Aragones does not have standing to challenge the imposition of fines under the Guidelines. The district court did not fine Aragones because he had no assets. See Sentencing Guidelines, Sec. 5E4.2(f). The special assessments imposed on Aragones are not "fines" within the meaning of the Guidelines and were levied pursuant to statute. See id. Sec. 5E4.3; 18 U.S.C. Sec. 3013.

32

We reject Aragones' argument that the Commission violated its statutory mandate by requiring the imposition of minimum terms of supervised release for felony convictions. The Commission was given broad authority to implement Congress' specific goals and policies. White, 869 F.2d at 827. Congress directed the Commission to consider such factors as the nature and circumstances of the offense, the need to deter and rehabilitate offenders, and the importance of protecting the public, in establishing guidelines for the imposition of supervised release. 18 U.S.C. Secs. 3553(a)(1), 3553(a)(2)(B), (C) & (D), 3583(c).
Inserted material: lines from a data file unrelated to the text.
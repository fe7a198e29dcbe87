use serde::{Deserialize, Serialize};
use uuid::Uuid;

// Axum integration for RequestContext
#[cfg(feature = "axum")]
use axum::{
    async_trait,
    extract::FromRequestParts,
    http::{request::Parts, StatusCode},
    response::Json,
};

#[derive(Debug, Clone, Copy, PartialEq, Eq, Hash, Serialize, Deserialize)]
pub struct TenantId(pub Uuid);

impl std::fmt::Display for TenantId {
    fn fmt(&self, f: &mut std::fmt::Formatter<'_>) -> std::fmt::Result {
        write!(f, "{}", self.0)
    }
}

#[derive(Debug, Clone, Copy, PartialEq, Eq, Hash, Serialize, Deserialize)]
pub struct UserId(pub Uuid);

impl std::fmt::Display for UserId {
    fn fmt(&self, f: &mut std::fmt::Formatter<'_>) -> std::fmt::Result {
        write!(f, "{}", self.0)
    }
}

#[derive(Debug, Clone, Serialize, Deserialize)]
pub enum TenantStatus {
    Active,
    Suspended,
    Deleted,
}

/// Lightweight handle identifying which tenant a piece of work belongs to.
/// The workspace uses a single shared schema with `tenant_id` columns, so
/// this carries no schema name.
#[derive(Debug, Clone, Copy, PartialEq, Eq, Hash, Serialize, Deserialize)]
pub struct TenantContext {
    pub tenant_id: TenantId,
}

impl TenantContext {
    pub fn new(tenant_id: TenantId) -> Self {
        Self { tenant_id }
    }
}

/// Per-request context threaded through HTTP handlers and the realtime
/// gateway's connection state. Populated from a verified gateway token's
/// `sub`/`org_id`/`sid` claims.
#[derive(Debug, Clone)]
pub struct RequestContext {
    pub tenant_context: Option<TenantContext>,
    pub user_id: Option<Uuid>,
    pub session_id: Option<String>,
    pub request_id: String,
}

impl RequestContext {
    pub fn new() -> Self {
        Self {
            tenant_context: None,
            user_id: None,
            session_id: None,
            request_id: uuid::Uuid::new_v4().to_string(),
        }
    }

    pub fn with_request_id(mut self, request_id: String) -> Self {
        self.request_id = request_id;
        self
    }

    pub fn with_tenant_context(mut self, tenant_context: TenantContext) -> Self {
        self.tenant_context = Some(tenant_context);
        self
    }

    pub fn with_user_id(mut self, user_id: Uuid) -> Self {
        self.user_id = Some(user_id);
        self
    }

    pub fn with_session_id(mut self, session_id: String) -> Self {
        self.session_id = Some(session_id);
        self
    }
}

impl Default for RequestContext {
    fn default() -> Self {
        Self::new()
    }
}

// Axum FromRequestParts implementation for RequestContext
#[cfg(feature = "axum")]
#[async_trait]
impl<S> FromRequestParts<S> for RequestContext
where
    S: Send + Sync,
{
    type Rejection = (StatusCode, Json<serde_json::Value>);

    async fn from_request_parts(
        parts: &mut Parts,
        _state: &S,
    ) -> Result<Self, Self::Rejection> {
        parts
            .extensions
            .get::<RequestContext>()
            .cloned()
            .ok_or_else(|| {
                (
                    StatusCode::UNAUTHORIZED,
                    Json(serde_json::json!({
                        "error": "Authentication required"
                    })),
                )
            })
    }
}
//! Discovery Orchestrator: per-connection discovery,
//! tenant-wide fan-out, and the per-tenant periodic scheduler.

pub mod connection;
pub mod orchestrator;
pub mod run;
pub mod scheduler;

pub use connection::{ConnectionRepository, InMemoryConnectionRepository, PostgresConnectionRepository};
pub use orchestrator::{DiscoveryConfig, DiscoveryOrchestrator, FanOutSummary};
pub use run::{DiscoveryRun, RunStatus};
pub use scheduler::DiscoveryScheduler;
use once_cell::sync::Lazy;
use regex::Regex;
use shadowai_detection::{ActivityPattern, PatternType, Severity};

static DATA_ACCESS_PATTERN: Lazy<Regex> =
    Lazy::new(|| Regex::new("(?i)data|volume").expect("data-access regex is valid"));

/// Numeric weight for a detector `Severity`: Low/Medium/High/Critical
/// map onto the same 25/50/75/100 scale confidence is mapped to.
pub fn severity_score(severity: Severity) -> f64 {
    match severity {
        Severity::Low => 25.0,
        Severity::Medium => 50.0,
        Severity::High => 75.0,
        Severity::Critical => 100.0,
    }
}

/// `activityRisk = 0.7·max(pattern.confidence) + 0.3·min(30, 5·patternCount)`.
/// Zero when there are no patterns.
pub fn activity_risk(patterns: &[ActivityPattern]) -> f64 {
    if patterns.is_empty() {
        return 0.0;
    }
    let max_confidence = patterns.iter().map(|p| p.confidence).fold(0.0_f64, f64::max);
    let count_term = (5.0 * patterns.len() as f64).min(30.0);
    0.7 * max_confidence + 0.3 * count_term
}

/// `permissionRisk = avg(indicator.severity)`; default 30 if none.
/// `indicators` is the Detection Engine's permission-escalation subset.
pub fn permission_risk(indicators: &[ActivityPattern]) -> f64 {
    if indicators.is_empty() {
        return 30.0;
    }
    let sum: f64 = indicators.iter().map(|p| severity_score(p.severity())).sum();
    sum / indicators.len() as f64
}

/// `dataAccessRisk = avg(confidence)` over patterns matching
/// `permission_change` or whose description matches `data|volume`;
/// default 30.
pub fn data_access_risk(patterns: &[ActivityPattern]) -> f64 {
    let matching: Vec<&ActivityPattern> = patterns
        .iter()
        .filter(|p| p.pattern_type == PatternType::PermissionChange || DATA_ACCESS_PATTERN.is_match(&p.evidence.description))
        .collect();
    if matching.is_empty() {
        return 30.0;
    }
    let sum: f64 = matching.iter().map(|p| p.confidence).sum();
    sum / matching.len() as f64
}

/// `ownershipRisk`: 50 when the automation's owner is unknown. When known, an
/// individually-attributed owner (an `authorizedBy` email on `OwnerInfo`)
/// lowers risk to 20; a service-account/orphaned owner (no human
/// attribution, non-empty `OwnerInfo`) keeps it elevated at 60. See
/// DESIGN.md for the reasoning behind these defaults.
pub fn ownership_risk(owner_info: &std::collections::HashMap<String, serde_json::Value>) -> f64 {
    if owner_info.is_empty() {
        return 50.0;
    }
    if owner_info.contains_key("authorizedBy") {
        20.0
    } else {
        60.0
    }
}

#[derive(Debug, Clone, Copy)]
pub struct RiskComponentScores {
    pub activity: f64,
    pub permission: f64,
    pub data_access: f64,
    pub ownership: f64,
}

/// `overall = round(0.4·activity + 0.2·permission + 0.3·dataAccess +
/// 0.1·ownership)`, capped at 100.
pub fn overall_score(components: RiskComponentScores) -> f64 {
    let raw = 0.4 * components.activity + 0.2 * components.permission + 0.3 * components.data_access
        + 0.1 * components.ownership;
    raw.round().min(100.0)
}

#[cfg(test)]
mod tests {
    use super::*;
    use chrono::Utc;
    use shadowai_detection::{Evidence, PatternMetadata};
    use uuid::Uuid;

    fn pattern(pattern_type: PatternType, confidence: f64, description: &str) -> ActivityPattern {
        ActivityPattern {
            pattern_id: Uuid::new_v4(),
            pattern_type,
            detected_at: Utc::now(),
            confidence,
            metadata: PatternMetadata {
                actor: "u1".to_string(),
                resource_type: None,
                action_type: None,
                timestamp: Utc::now(),
            },
            evidence: Evidence {
                description: description.to_string(),
                data_points: Default::default(),
                supporting_events: Vec::new(),
            },
        }
    }

    #[test]
    fn velocity_example_from_spec_yields_activity_risk_at_least_52() {
        let patterns = vec![pattern(PatternType::Velocity, 75.0, "30 events in 3s")];
        assert!(activity_risk(&patterns) >= 52.0);
    }

    #[test]
    fn empty_inputs_use_documented_defaults() {
        assert_eq!(activity_risk(&[]), 0.0);
        assert_eq!(permission_risk(&[]), 30.0);
        assert_eq!(data_access_risk(&[]), 30.0);
    }

    #[test]
    fn data_access_matches_description_regex() {
        let patterns = vec![pattern(PatternType::Velocity, 80.0, "bulk data export detected")];
        assert_eq!(data_access_risk(&patterns), 80.0);
    }

    #[test]
    fn overall_caps_at_100_and_rounds() {
        let components =
            RiskComponentScores { activity: 100.0, permission: 100.0, data_access: 100.0, ownership: 100.0 };
        assert_eq!(overall_score(components), 100.0);
    }

    #[test]
    fn unknown_owner_defaults_to_fifty() {
        assert_eq!(ownership_risk(&Default::default()), 50.0);
    }
}
use crate::types::{ActivityPattern, Evidence, PatternMetadata, PatternType};
use chrono::Utc;
use shadowai_connectors::fingerprint::match_ai_provider;
use shadowai_connectors::types::PlatformEvent;
use std::collections::HashMap;
use uuid::Uuid;

const FINGERPRINT_FIELDS: &[&str] = &["endpoint", "script_source", "app_display_name", "client_id"];

/// Matches endpoint strings, script-source substrings, and OAuth-app
/// display text against the fingerprint table and emits
/// one `api_usage` pattern per actor, aggregating every matched signature
/// so one automation yields one pattern rather than one per event
///.
pub fn detect(events: &[PlatformEvent]) -> Vec<ActivityPattern> {
    let mut by_actor: HashMap<&str, (Option<&'static str>, Vec<String>, Vec<&PlatformEvent>)> = HashMap::new();

    for event in events {
        let mut texts: Vec<&str> = vec![event.action_details.action.as_str()];
        if let Some(name) = &event.action_details.resource_name {
            texts.push(name.as_str());
        }
        for field in FINGERPRINT_FIELDS {
            if let Some(value) = event.action_details.additional_metadata.get(*field).and_then(|v| v.as_str()) {
                texts.push(value);
            }
        }

        for text in texts {
            if let Some(provider) = match_ai_provider(text) {
                let entry = by_actor.entry(event.user_id.as_str()).or_insert((None, Vec::new(), Vec::new()));
                entry.0 = Some(provider);
                entry.1.push(text.to_string());
                entry.2.push(event);
            }
        }
    }

    let mut patterns = Vec::new();
    for (actor, (provider, signatures, matched_events)) in by_actor {
        let Some(provider) = provider else { continue };
        let unique_signatures: std::collections::HashSet<String> = signatures.into_iter().collect();
        let confidence = (60.0 + 10.0 * unique_signatures.len() as f64).min(100.0);

        let mut data_points = std::collections::HashMap::new();
        data_points.insert("provider".to_string(), serde_json::json!(provider));
        data_points.insert("signatures".to_string(), serde_json::json!(unique_signatures));

        let last = matched_events.iter().max_by_key(|e| e.timestamp).unwrap();
        patterns.push(ActivityPattern {
            pattern_id: Uuid::new_v4(),
            pattern_type: PatternType::ApiUsage,
            detected_at: Utc::now(),
            confidence,
            metadata: PatternMetadata {
                actor: actor.to_string(),
                resource_type: last.resource_type.clone(),
                action_type: Some(last.action_details.action.clone()),
                timestamp: last.timestamp,
            },
            evidence: Evidence {
                description: format!("actor {actor} shows {provider} usage signatures"),
                data_points,
                supporting_events: matched_events.iter().map(|e| e.event_id.clone()).collect(),
            },
        });
    }
    patterns
}

#[cfg(test)]
mod tests {
    use super::*;
    use shadowai_connectors::types::{ActionDetails, CorrelationMetadata, Platform};
    use std::collections::HashMap as StdHashMap;

    fn event_with_endpoint(endpoint: &str) -> PlatformEvent {
        let mut metadata = StdHashMap::new();
        metadata.insert("endpoint".to_string(), serde_json::json!(endpoint));
        PlatformEvent {
            event_id: "e1".to_string(),
            platform: Platform::Slack,
            timestamp: Utc::now(),
            user_id: "bot-x".to_string(),
            user_email: None,
            event_type: "api_call".to_string(),
            resource_id: None,
            resource_type: None,
            action_details: ActionDetails {
                action: "call".to_string(),
                resource_name: None,
                additional_metadata: metadata,
            },
            ip_address: None,
            correlation_metadata: CorrelationMetadata::default(),
        }
    }

    #[test]
    fn detects_openai_endpoint() {
        let patterns = detect(&[event_with_endpoint("https://api.openai.com/v1/chat/completions")]);
        assert_eq!(patterns.len(), 1);
        assert_eq!(patterns[0].evidence.data_points.get("provider").unwrap(), &serde_json::json!("OpenAI / ChatGPT"));
    }

    #[test]
    fn non_ai_endpoint_does_not_trigger() {
        assert!(detect(&[event_with_endpoint("https://internal.example.com/api")]).is_empty());
    }
}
The Commission's decision to mandate minimum terms of supervised release for felony convictions is entirely consistent with these factors.

33

The Guidelines are also consistent with Congress' goal of reducing, but not eliminating, the discretion of district judges so as to produce greater uniformity in sentencing. See White, 869 F.2d at 825. District judges generally must impose supervised release for felony offenders. However, they may forbear imposing supervised release when the circumstances warrant such a departure from the Guidelines. See Sentencing Guidelines, Sec. 5D3.1(a) & application note 1. We conclude that "the Commission acted well within its broad grant of authority and pursuant to congressional goals and principles" in requiring mandatory minimum terms of supervised release for felony offenders. White 869 F.2d at 827.

V.

34

Conclusion.

35

The judgment as to Hurtado is affirmed in part, reversed in part, and remanded to the district court for a determination of whether the government proved by clear and convincing evidence that Hurtado voluntarily consented to the search of her residence. The sentence imposed on Aragones is affirmed.

36

AFFIRMED in part and VACATED in part, and remanded with DIRECTIONS.

37

Before CLARK, Chief Judge, GEE, REAVLEY, POLITZ, KING, JOHNSON, WILLIAMS, GARWOOD, JOLLY, HIGGINBOTHAM, DAVIS, JONES, SMITH, DUHE, and BARKSDALE, Circuit Judges.

BY THE COURT:

38

A majority of the Judges in active service, on the Court's own motion, having determined to have this case reheard en banc,

39

IT IS ORDERED that this cause shall be reheard by the Court en banc without oral argument. The Clerk will specify a briefing schedule for the filing of supplemental briefs.